4.1. Implications for Research and Practice

The field of nature-based mindfulness is in its infancy, and is not yet defined; our study only suggests some structure. One of the aspects that are still in need of investigation is whether certain types of mindfulness are more suited than others for training and use in natural settings, and whether this depends on the characteristics of the natural setting and other components of the intervention. Informal mindfulness is compatible with ordinary activities [5], such as walking a forest trail e.g., [62], and has been shown to be a tool for healthy people to enhance the positive effects of contact with nature [63,77]. Forest bathing is a research field that addresses this [25], but a systematic approach to mindfulness is still needed in this context. In nature-based therapy, on the other hand, informal mindfulness enhances awareness of negative thought patterns, which seem easier to detect in natural settings, and this is of value in a therapeutic context [66,78,79].

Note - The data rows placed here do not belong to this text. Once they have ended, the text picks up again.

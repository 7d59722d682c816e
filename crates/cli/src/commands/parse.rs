//! Quantity decoding command

use crate::output::{print_table, OutputFormat};
use anyhow::{Context, Result};
use insights_lib::quantity::parse_quantity;
use serde::Serialize;
use tabled::Tabled;

/// Row for the decoded quantity
#[derive(Tabled, Serialize)]
struct QuantityRow {
    #[tabled(rename = "Input")]
    input: String,
    #[tabled(rename = "Value")]
    value: f64,
}

/// Decode one quantity string and print the result
pub fn run(quantity: &str, format: OutputFormat) -> Result<()> {
    let value = parse_quantity(quantity)
        .with_context(|| format!("cannot decode quantity {:?}", quantity))?;

    print_table(
        &[QuantityRow {
            input: quantity.to_string(),
            value,
        }],
        format,
    );
    Ok(())
}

Lymeus et al. [54] argue that the practice of open-monitoring meditation (comparable to open-awareness meditation) in natural environments is superior to concentration meditation, as it allows natural stimuli softly and effortlessly to hold the attention to the present moment. Due to the scarcity of available studies, it was unfortunately not possible to compare open-awareness meditation with concentration meditation as moderators of positive health outcomes in this review. It is recommended that future studies should address this gap in knowledge, and should also carefully define and describe the way the mindfulness is conducted and the characteristics of the natural setting in which the therapy takes place. In addition, it seems reasonable to not only include nature in health promoting activities [23], but also to include informal mindfulness (i.e., guided attention to the senses with an attitude of non-judgment and openness) in nature-based therapy. Formal meditation in natural settings also seems to be a promising tool, and further research is needed to provide guidelines for such practice.

4.2. Limitations

The rather low quality of the included studies poses a threat to the validity of the findings, which need to be confirmed in high-quality studies. In particular, blinding and selection bias were issues, and only a few trials could be categorized as clinical trials according to the EPHPP assessment criteria. With only 25 studies included in this review, and in light of the heterogeneity of the participants and intervention characteristics, the generalizability is limited. Furthermore, a different definition of mindfulness than that employed in this study might affect the character and number of studies included. The included studies would preferably define mindfulness as containing an attitude of e.g., warmth and non-judgment, but meditation practices are rarely described in detail, and such narrow inclusion criteria would at present exclude most studies.

5. Conclusions

This systematic review and meta-analysis shows that nature-based mindfulness has had a positive effect on psychological, physical, and social conditions. Furthermore, nature-based mindfulness is moderately superior to mindfulness conducted in non-natural settings. However, at this point we know very little about the effect of different types of mindfulness, and more research is needed to understand what an optimal mindfulness intervention in a nature-based setting should consist of. Mindfulness in wild nature seems to be more beneficial than mindfulness in more cultivated settings, but the importance of the setting needs further investigation.